Mistakes Parents make with Technology
I love my cell phone-- it brings such convenience and connection. I do not long for the old days of pay phones, rotary dials and long-distance charges.
Cell phones have a dark side. Ten years of research has uncovered an unprecedented rise of anxiety and depression among teens. This is unlike any generation before and feeds higher rates of self-harm. The corresponding factor to this epidemic is the explosion of intense cell-phone use.
I don’t think the answer is to demonize technology. The goal is to help our families adapt in healthy ways to technology. With inspiration from blogger Jeff Henderson, here’s a few mistakes parents should avoid:
1. Allowing children to take cell phones into their rooms.
One of the best ways to manage technology is to limit where it is used at home. Allowing a child access to their phone while in their room will vastly increase the amount of hours spent in social media. Keeping phones located on the main level of the house increases family time and interactions. The obvious backlash from children will be the statement, “Mom, I’m bored!” Consider this statement a badge of honor for your parenting! Boredom is the source and motivation for creative thinking and imaginative play—think here about Phineas and Ferb!

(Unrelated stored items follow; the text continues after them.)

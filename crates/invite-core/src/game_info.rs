//! Game metadata as returned by the proxy's `/api/gameInfo` endpoint.

use serde::{Deserialize, Deserializer, Serialize};
use serde_json::{Map, Value};

use crate::fetch::FetchError;

/// Name shown on the page when no details are available.
pub const UNKNOWN_NAME: &str = "Unknown";

/// Treat an explicit `null` like a missing key.
fn null_as_default<'de, D, T>(deserializer: D) -> Result<T, D::Error>
where
    D: Deserializer<'de>,
    T: Default + Deserialize<'de>,
{
    Ok(Option::<T>::deserialize(deserializer)?.unwrap_or_default())
}

/// Owner of a game (user or group).
#[derive(Debug, Clone, Default, PartialEq, Serialize, Deserialize)]
pub struct GameCreator {
    #[serde(default, deserialize_with = "null_as_default")]
    pub id: u64,
    #[serde(default, deserialize_with = "null_as_default")]
    pub name: String,
}

/// Descriptive fields and live counters of a game.
///
/// Keys the proxy sends that are not modelled here are kept in
/// [`extra`](GameDetails::extra).
#[derive(Debug, Clone, Default, PartialEq, Serialize, Deserialize)]
#[serde(rename_all = "camelCase")]
pub struct GameDetails {
    #[serde(default, deserialize_with = "null_as_default")]
    pub id: u64,
    pub root_place_id: Option<u64>,
    pub name: Option<String>,
    pub description: Option<String>,
    pub creator: Option<GameCreator>,
    /// Players currently in game.
    pub playing: Option<u64>,
    /// Lifetime visits.
    pub visits: Option<u64>,
    /// Server capacity.
    pub max_players: Option<u64>,
    #[serde(flatten)]
    pub extra: Map<String, Value>,
}

/// Thumbnail plus details. Either half may be missing.
#[derive(Debug, Clone, Default, PartialEq, Serialize, Deserialize)]
pub struct GameInfo {
    #[serde(default)]
    pub thumbnail: Option<String>,
    #[serde(default)]
    pub details: Option<GameDetails>,
}

impl GameInfo {
    /// Decode a response body.
    pub fn decode(body: &str) -> Result<Self, FetchError> {
        serde_json::from_str(body).map_err(|e| FetchError::Decode(e.to_string()))
    }

    /// Game name, or [`UNKNOWN_NAME`].
    pub fn display_name(&self) -> &str {
        self.details
            .as_ref()
            .and_then(|d| d.name.as_deref())
            .unwrap_or(UNKNOWN_NAME)
    }

    /// Thumbnail URL, if one is set and non-empty.
    pub fn image_url(&self) -> Option<&str> {
        self.thumbnail.as_deref().filter(|t| !t.is_empty())
    }

    /// Creator name, if known.
    pub fn creator_name(&self) -> Option<&str> {
        self.details
            .as_ref()
            .and_then(|d| d.creator.as_ref())
            .map(|c| c.name.as_str())
            .filter(|n| !n.is_empty())
    }
}
use crate::history::abi::AUCTION_BID;
use crate::history::{FailurePolicy, ReconstructOptions};
use alloy::primitives::Address;
use serde::Deserialize;
use std::path::Path;
use std::str::FromStr;
use std::time::Duration;
use thiserror::Error;

#[derive(Error, Debug)]
pub enum ConfigError {
    #[error("failed to read config file: {0}")]
    Io(#[from] std::io::Error),
    #[error("failed to parse config: {0}")]
    Parse(#[from] toml::de::Error),
    #[error("invalid value for {field}: {reason}")]
    InvalidValue { field: &'static str, reason: String },
}

/// A named RPC network the auction house is deployed on.
#[derive(Debug, Clone, Copy, PartialEq, Eq)]
pub struct NetworkPreset {
    pub name: &'static str,
    pub chain_id: Option<u64>,
    pub rpc_url: &'static str,
}

pub const NETWORKS: &[NetworkPreset] = &[
    NetworkPreset {
        name: "coverage",
        chain_id: None,
        rpc_url: "http://127.0.0.1:8555",
    },
    NetworkPreset {
        name: "localhost",
        chain_id: Some(1),
        rpc_url: "http://127.0.0.1:8545",
    },
    NetworkPreset {
        name: "ftmtestnet",
        chain_id: Some(4002),
        rpc_url: "https://xapi.testnet.fantom.network/lachesis",
    },
    NetworkPreset {
        name: "ftm",
        chain_id: Some(250),
        rpc_url: "https://rpc.ftm.tools/",
    },
];

pub fn network_preset(name: &str) -> Option<&'static NetworkPreset> {
    NETWORKS.iter().find(|n| n.name.eq_ignore_ascii_case(name))
}

#[derive(Debug, Clone, Default, Deserialize)]
pub struct Config {
    #[serde(default)]
    pub ledger: LedgerConfig,
    #[serde(default)]
    pub history: HistoryConfig,
    #[serde(default)]
    pub logging: LoggingConfig,
}

#[derive(Debug, Clone, Deserialize)]
pub struct LedgerConfig {
    /// Network preset name (coverage, localhost, ftmtestnet, ftm).
    #[serde(default = "default_network")]
    pub network: String,
    /// Explicit RPC URL; overrides the preset URL when non-empty.
    /// Loaded from env PODHOUSE_RPC_URL when set.
    #[serde(default)]
    pub rpc_url: String,
    /// Tried in order when the primary endpoint is unreachable.
    #[serde(default)]
    pub fallback_rpc_urls: Vec<String>,
    /// Compare eth_chainId against the preset's chain id after connecting.
    #[serde(default = "default_true")]
    pub verify_chain_id: bool,
}

#[derive(Debug, Clone, Deserialize)]
pub struct HistoryConfig {
    /// Auction house proxy address.
    #[serde(default = "default_contract_address")]
    pub contract_address: String,
    /// Event name or full signature.
    #[serde(default = "default_event")]
    pub event: String,
    /// First block (inclusive) of the bid history.
    #[serde(default = "default_start_block")]
    pub start_block: u64,
    /// Last block (inclusive); latest block when unset.
    #[serde(default)]
    pub end_block: Option<u64>,
    /// Max blocks per eth_getLogs request.
    #[serde(default = "default_chunk_size")]
    pub chunk_size: u64,
    /// Max concurrent block lookups.
    #[serde(default = "default_concurrency")]
    pub concurrency: usize,
    #[serde(default = "default_call_timeout_secs")]
    pub call_timeout_secs: u64,
    /// Overall deadline; 0 disables it.
    #[serde(default = "default_deadline_secs")]
    pub deadline_secs: u64,
    #[serde(default)]
    pub on_event_error: FailurePolicy,
}

#[derive(Debug, Clone, Deserialize)]
pub struct LoggingConfig {
    #[serde(default = "default_log_level")]
    pub level: String,
    #[serde(default)]
    pub json: bool,
}

fn default_network() -> String {
    "ftm".to_string()
}
fn default_true() -> bool {
    true
}
fn default_contract_address() -> String {
    "0xc7d41396b44D7Eb650fb164DCf4bCd4d9Ef93990".to_string()
}
fn default_event() -> String {
    AUCTION_BID.to_string()
}
fn default_start_block() -> u64 {
    25_809_105
}
fn default_chunk_size() -> u64 {
    10_000
}
fn default_concurrency() -> usize {
    8
}
fn default_call_timeout_secs() -> u64 {
    30
}
fn default_deadline_secs() -> u64 {
    600
}
fn default_log_level() -> String {
    "info".to_string()
}

impl Default for LedgerConfig {
    fn default() -> Self {
        Self {
            network: default_network(),
            rpc_url: String::new(),
            fallback_rpc_urls: Vec::new(),
            verify_chain_id: true,
        }
    }
}

impl Default for HistoryConfig {
    fn default() -> Self {
        Self {
            contract_address: default_contract_address(),
            event: default_event(),
            start_block: default_start_block(),
            end_block: None,
            chunk_size: default_chunk_size(),
            concurrency: default_concurrency(),
            call_timeout_secs: default_call_timeout_secs(),
            deadline_secs: default_deadline_secs(),
            on_event_error: FailurePolicy::Abort,
        }
    }
}

impl Default for LoggingConfig {
    fn default() -> Self {
        Self {
            level: default_log_level(),
            json: false,
        }
    }
}

impl Config {
    /// Load config from a TOML file, then overlay environment variables.
    pub fn load(path: &Path) -> Result<Self, ConfigError> {
        let contents = std::fs::read_to_string(path)?;
        let mut config: Config = toml::from_str(&contents)?;
        config.apply_env()?;
        Ok(config)
    }

    /// Defaults overlaid with environment variables (no file needed).
    pub fn from_env() -> Result<Self, ConfigError> {
        let mut config = Config::default();
        config.apply_env()?;
        Ok(config)
    }

    fn apply_env(&mut self) -> Result<(), ConfigError> {
        if let Ok(url) = std::env::var("PODHOUSE_RPC_URL") {
            self.ledger.rpc_url = url;
        }
        if let Ok(network) = std::env::var("PODHOUSE_NETWORK") {
            self.ledger.network = network;
        }
        if let Ok(contract) = std::env::var("PODHOUSE_CONTRACT") {
            self.history.contract_address = contract;
        }
        if let Ok(block) = std::env::var("PODHOUSE_START_BLOCK") {
            self.history.start_block =
                block
                    .trim()
                    .parse()
                    .map_err(|e: std::num::ParseIntError| ConfigError::InvalidValue {
                        field: "PODHOUSE_START_BLOCK",
                        reason: e.to_string(),
                    })?;
        }
        Ok(())
    }

    pub fn network(&self) -> Option<&'static NetworkPreset> {
        network_preset(&self.ledger.network)
    }

    /// Endpoints to try, in order: explicit URL or preset URL, then fallbacks.
    pub fn rpc_urls(&self) -> Result<Vec<String>, ConfigError> {
        let primary = if !self.ledger.rpc_url.is_empty() {
            self.ledger.rpc_url.clone()
        } else {
            self.network()
                .ok_or_else(|| ConfigError::InvalidValue {
                    field: "ledger.network",
                    reason: format!("unknown network {:?}", self.ledger.network),
                })?
                .rpc_url
                .to_string()
        };

        let mut urls = vec![primary];
        for url in &self.ledger.fallback_rpc_urls {
            if !url.is_empty() && !urls.contains(url) {
                urls.push(url.clone());
            }
        }
        Ok(urls)
    }

    pub fn contract_address(&self) -> Result<Address, ConfigError> {
        Address::from_str(self.history.contract_address.trim()).map_err(|e| {
            ConfigError::InvalidValue {
                field: "history.contract_address",
                reason: e.to_string(),
            }
        })
    }

    pub fn reconstruct_options(&self) -> ReconstructOptions {
        let history = &self.history;
        ReconstructOptions {
            end_block: history.end_block,
            chunk_size: history.chunk_size.max(1),
            concurrency: history.concurrency.max(1),
            call_timeout: Duration::from_secs(history.call_timeout_secs),
            deadline: (history.deadline_secs > 0)
                .then(|| Duration::from_secs(history.deadline_secs)),
            on_event_error: history.on_event_error,
        }
    }
}

#[cfg(test)]
mod tests {
    use super::*;

    #[test]
    fn test_parse_full_config() {
        let config: Config = toml::from_str(
            r#"
            [ledger]
            network = "ftmtestnet"
            fallback_rpc_urls = ["https://rpc.testnet.fantom.network", ""]
            verify_chain_id = false

            [history]
            contract_address = "0x00000000000000000000000000000000000000aa"
            event = "AuctionBid(uint256,address,uint256,bool)"
            start_block = 100
            end_block = 200
            chunk_size = 2000
            concurrency = 4
            deadline_secs = 0
            on_event_error = "skip"

            [logging]
            level = "debug"
            json = true
            "#,
        )
        .unwrap();

        assert_eq!(config.network().map(|n| n.chain_id), Some(Some(4002)));
        assert_eq!(
            config.rpc_urls().unwrap(),
            vec![
                "https://xapi.testnet.fantom.network/lachesis".to_string(),
                "https://rpc.testnet.fantom.network".to_string(),
            ]
        );
        assert!(!config.ledger.verify_chain_id);

        let options = config.reconstruct_options();
        assert_eq!(options.end_block, Some(200));
        assert_eq!(options.chunk_size, 2000);
        assert_eq!(options.concurrency, 4);
        assert_eq!(options.call_timeout, Duration::from_secs(30));
        assert_eq!(options.deadline, None);
        assert_eq!(options.on_event_error, FailurePolicy::Skip);

        assert_eq!(
            config.contract_address().unwrap(),
            alloy::primitives::address!("00000000000000000000000000000000000000aa")
        );
        assert_eq!(config.logging.level, "debug");
        assert!(config.logging.json);
    }

    #[test]
    fn test_defaults_track_deployment() {
        let config: Config = toml::from_str("").unwrap();
        assert_eq!(config.history.start_block, 25_809_105);
        assert_eq!(config.history.event, "AuctionBid");
        assert_eq!(config.rpc_urls().unwrap(), vec!["https://rpc.ftm.tools/".to_string()]);
        assert_eq!(config.network().and_then(|n| n.chain_id), Some(250));
        assert!(config.contract_address().is_ok());
        assert_eq!(config.reconstruct_options().deadline, Some(Duration::from_secs(600)));
        assert_eq!(config.history.on_event_error, FailurePolicy::Abort);
    }

    #[test]
    fn test_explicit_rpc_url_and_bad_values() {
        let mut config = Config::default();
        config.ledger.rpc_url = "http://127.0.0.1:9999".to_string();
        config.ledger.fallback_rpc_urls = vec!["http://127.0.0.1:9999".to_string()];
        assert_eq!(config.rpc_urls().unwrap(), vec!["http://127.0.0.1:9999".to_string()]);

        config.ledger.rpc_url.clear();
        config.ledger.network = "mainnet".to_string();
        assert!(matches!(
            config.rpc_urls(),
            Err(ConfigError::InvalidValue { field: "ledger.network", .. })
        ));

        config.history.contract_address = "0x1234".to_string();
        assert!(config.contract_address().is_err());

        assert!(toml::from_str::<Config>("[history]\non_event_error = \"retry\"").is_err());
    }
}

2. Not keeping up with technology.
Parents can’t be lazy here. You don’t have to know everything but do a Google search on things like “dangerous apps for children and teens”. You wouldn’t send your kids into the woods without teaching them what poison ivy looks like. Why give them a cell phone without knowing the dangers?
Participate with your children in learning about apps. Have them teach you about the features. Ask them what they like about the app. Teach them to judge the risks.

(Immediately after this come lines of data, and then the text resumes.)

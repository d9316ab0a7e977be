//! Auction house event signatures, topic hashing and bid decoding.
//!
//! The auction house emits
//! `AuctionBid(uint256 indexed tokenId, address sender, uint256 value, bool extended)`.
//! Arguments are read positionally: indexed topics (after topic0) first, then
//! the 32-byte words of the data section. That order matches the declaration
//! order whenever indexed parameters are declared first, which holds for every
//! event in [`KNOWN_EVENTS`].

use crate::history::types::{DecodeError, DecodedBid, RawLog};
use alloy::primitives::{Address, B256, U256};

/// Short event name → canonical signature, for the events the auction house emits.
pub const KNOWN_EVENTS: &[(&str, &str)] = &[
    ("AuctionBid", "AuctionBid(uint256,address,uint256,bool)"),
    ("AuctionCreated", "AuctionCreated(uint256,uint256,uint256)"),
    ("AuctionExtended", "AuctionExtended(uint256,uint256)"),
    ("AuctionSettled", "AuctionSettled(uint256,address,uint256)"),
];

/// Default event for bid history.
pub const AUCTION_BID: &str = "AuctionBid";

const WORD: usize = 32;

/// Compute keccak256 hash of a byte slice.
pub fn keccak256(data: &[u8]) -> B256 {
    use tiny_keccak::{Hasher, Keccak};
    let mut hasher = Keccak::v256();
    let mut output = [0u8; 32];
    hasher.update(data);
    hasher.finalize(&mut output);
    B256::from(output)
}

/// topic0 of an event: keccak256 of its canonical signature.
pub fn event_topic(signature: &str) -> B256 {
    keccak256(signature.as_bytes())
}

/// Canonical signature for `event`, which is either a signature or a bare
/// name from [`KNOWN_EVENTS`].
///
/// Solidity-style declarations are reduced to their types, so
/// `AuctionBid(uint256 indexed tokenId, address sender, ...)` becomes
/// `AuctionBid(uint256,address,...)`. Tuple parameters are not supported.
pub fn resolve_event_signature(event: &str) -> Option<String> {
    let event = event.trim();
    let Some(open) = event.find('(') else {
        return KNOWN_EVENTS
            .iter()
            .find(|(name, _)| *name == event)
            .map(|(_, sig)| sig.to_string());
    };

    let params = event[open + 1..].strip_suffix(')')?;
    let name = event[..open].trim();
    if name.is_empty() || name.contains(char::is_whitespace) || params.contains(['(', ')']) {
        return None;
    }

    let types = if params.trim().is_empty() {
        Vec::new()
    } else {
        // first token of each parameter is its type; `indexed` and names follow
        params
            .split(',')
            .map(|param| param.split_whitespace().next())
            .collect::<Option<Vec<_>>>()?
    };
    Some(format!("{name}({})", types.join(",")))
}

/// Decode a raw log into a bid, mapping words 0..3 onto
/// `[token_id, bidder, amount]`.
///
/// When `expected_topic` is given, logs with a different topic0 are rejected.
pub fn decode_bid(log: &RawLog, expected_topic: Option<B256>) -> Result<DecodedBid, DecodeError> {
    let block_number = log.block_number.ok_or(DecodeError::MissingBlockNumber)?;
    let topic0 = *log.topics.first().ok_or(DecodeError::MissingTopic0)?;
    if let Some(expected) = expected_topic {
        if topic0 != expected {
            return Err(DecodeError::TopicMismatch(topic0));
        }
    }

    let words = argument_words(log)?;
    let token_id = U256::from_be_bytes(*word_at(&words, 0)?);
    let bidder = word_to_address(word_at(&words, 1)?).ok_or(DecodeError::InvalidAddress(1))?;
    let amount = U256::from_be_bytes(*word_at(&words, 2)?);

    Ok(DecodedBid {
        token_id,
        bidder,
        amount,
        block_number,
        log_index: log.log_index,
        transaction_hash: log.transaction_hash,
    })
}

/// Indexed topics followed by data words, in declaration order.
fn argument_words(log: &RawLog) -> Result<Vec<&[u8; WORD]>, DecodeError> {
    let data = log.data.as_ref();
    if data.len() % WORD != 0 {
        return Err(DecodeError::UnalignedData(data.len()));
    }

    let mut words: Vec<&[u8; WORD]> = log.topics[1..].iter().map(|t| &t.0).collect();
    for chunk in data.chunks_exact(WORD) {
        // chunks_exact guarantees the length
        let word: &[u8; WORD] = chunk
            .try_into()
            .map_err(|_| DecodeError::UnalignedData(data.len()))?;
        words.push(word);
    }
    Ok(words)
}

fn word_at<'a>(words: &[&'a [u8; WORD]], index: usize) -> Result<&'a [u8; WORD], DecodeError> {
    words.get(index).copied().ok_or(DecodeError::MissingArgument {
        index,
        available: words.len(),
    })
}

/// An ABI address word is 12 zero bytes followed by the 20 address bytes.
fn word_to_address(word: &[u8; WORD]) -> Option<Address> {
    if word[..12].iter().any(|b| *b != 0) {
        return None;
    }
    Some(Address::from_slice(&word[12..]))
}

3. Parents don’t set an example.
Many parents are addicted to their own cell phones. They use them at the kitchen table, in the car and as they walk around the house. If I want my kids to manage their technology, I need to manage mine. If you don’t think you have a problem with screen time, ask your spouse or your teens to give you their honest assessment. You might be surprised.

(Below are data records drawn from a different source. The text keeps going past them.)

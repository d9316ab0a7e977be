//! Read access to the ledger: historical log queries and block metadata.
//!
//! `Ledger` is the only seam between the reconstructor and the chain.
//! `RpcLedger` implements it over JSON-RPC with an alloy HTTP provider.

use crate::history::types::{BlockInfo, LedgerError, RawLog};
use alloy::consensus::BlockHeader;
use alloy::eips::BlockNumberOrTag;
use alloy::primitives::{Address, B256};
use alloy::providers::{Provider, RootProvider};
use alloy::rpc::types::{Filter, Log};
use alloy::transports::http::reqwest::Url;
use std::future::Future;
use tracing::{debug, info, warn};

/// A filtered historical log query over an inclusive block range.
#[derive(Debug, Clone, Copy, PartialEq, Eq)]
pub struct LogQuery {
    pub address: Address,
    pub topic0: B256,
    pub from_block: u64,
    pub to_block: u64,
}

pub trait Ledger {
    /// Height of the most recent block.
    fn latest_block(&self) -> impl Future<Output = Result<u64, LedgerError>> + Send;

    /// All logs matching the query, in ledger order.
    fn query_logs(
        &self,
        query: &LogQuery,
    ) -> impl Future<Output = Result<Vec<RawLog>, LedgerError>> + Send;

    /// Metadata (timestamp) of the block at `number`.
    fn block(&self, number: u64) -> impl Future<Output = Result<BlockInfo, LedgerError>> + Send;
}

/// JSON-RPC ledger backed by an alloy HTTP provider.
#[derive(Clone)]
pub struct RpcLedger {
    provider: RootProvider,
    url: String,
}

impl RpcLedger {
    /// Try each URL in order (primary first, then fallbacks) and keep the
    /// first one that answers `eth_blockNumber`.
    pub async fn connect(urls: &[String]) -> Result<Self, LedgerError> {
        let mut last_error = None;
        for url in urls.iter().filter(|u| !u.is_empty()) {
            debug!(url = %url, "trying RPC endpoint");
            match Self::try_connect(url).await {
                Ok(ledger) => return Ok(ledger),
                Err(e) => {
                    warn!(url = %url, error = %e, "RPC endpoint unavailable");
                    last_error = Some(e);
                }
            }
        }
        Err(last_error
            .unwrap_or_else(|| LedgerError::Unavailable("no RPC endpoints configured".to_string())))
    }

    async fn try_connect(url: &str) -> Result<Self, LedgerError> {
        let parsed: Url = url
            .parse()
            .map_err(|e| LedgerError::Unavailable(format!("invalid RPC url {url}: {e}")))?;
        let provider = RootProvider::new_http(parsed);
        let block = provider.get_block_number().await?;
        info!(url = %url, block = block, "connected to RPC endpoint");
        Ok(Self {
            provider,
            url: url.to_string(),
        })
    }

    pub fn url(&self) -> &str {
        &self.url
    }

    pub async fn chain_id(&self) -> Result<u64, LedgerError> {
        Ok(self.provider.get_chain_id().await?)
    }
}

impl Ledger for RpcLedger {
    async fn latest_block(&self) -> Result<u64, LedgerError> {
        Ok(self.provider.get_block_number().await?)
    }

    async fn query_logs(&self, query: &LogQuery) -> Result<Vec<RawLog>, LedgerError> {
        let filter = Filter::new()
            .address(query.address)
            .event_signature(query.topic0)
            .from_block(query.from_block)
            .to_block(query.to_block);
        let logs = self.provider.get_logs(&filter).await?;
        Ok(logs.iter().map(raw_log).collect())
    }

    async fn block(&self, number: u64) -> Result<BlockInfo, LedgerError> {
        let block = self
            .provider
            .get_block_by_number(BlockNumberOrTag::Number(number))
            .await?
            .ok_or(LedgerError::BlockNotFound(number))?;
        Ok(BlockInfo {
            number,
            timestamp: block.header.timestamp(),
        })
    }
}

fn raw_log(log: &Log) -> RawLog {
    RawLog {
        address: log.address(),
        topics: log.topics().to_vec(),
        data: log.data().data.clone(),
        block_number: log.block_number,
        log_index: log.log_index,
        transaction_hash: log.transaction_hash,
    }
}
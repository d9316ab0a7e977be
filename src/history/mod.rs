//! Bid history reconstruction for the PodAuctionHouse contract.
//!
//! Rebuilds the auction's bid activity from `AuctionBid` event logs:
//! 1. Query the ledger for the contract's bid logs from a start block onward
//! 2. Decode each log into a typed bid at the boundary (`abi`)
//! 3. Resolve each bid's block timestamp, cached per block (`cache`)
//! 4. Return the bids in ledger order
//!
//! Architecture:
//! - `Ledger`: the read interface to the chain (`query_logs`, `block`),
//!   passed in explicitly; `RpcLedger` is the JSON-RPC implementation
//! - `BidHistoryReconstructor`: the query/filter/resolve pipeline
//! - Errors are typed (`HistoryError`); per-event failures follow a
//!   `FailurePolicy` (abort or skip)

pub mod abi;
pub mod cache;
pub mod ledger;
pub mod reconstruct;
pub mod types;

pub use cache::BlockTimestampCache;
pub use ledger::{Ledger, LogQuery, RpcLedger};
pub use reconstruct::{fetch_bid_history, BidHistoryReconstructor, ReconstructOptions};
pub use types::{BidEvent, BlockInfo, FailurePolicy, HistoryError, LedgerError, RawLog};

I know a Christian family that keeps a “cell-phone Sabbath.” Every Sunday they park their phones at home in the off mode. Screen time is replaced by outings, games, movies or just plain conversation.
4. Forgetting that you are the Parent.
Children put enormous pressure on their parents to allow great use of technology. The practices of other families is often weaponized by kids against their parents. The goal of parenting is not to be liked by your children. It is to form them morally and spiritually into honorable adults. It’s important to stay strong in this goal. One family drew a firm line at “Snapchat” not allowing their kids to have this app until they were 16 years old. After their 16th birthday they had to sit down with the parents and watch the sermon series “The New Rules of Love, Sex and Dating” by Andy Stanley.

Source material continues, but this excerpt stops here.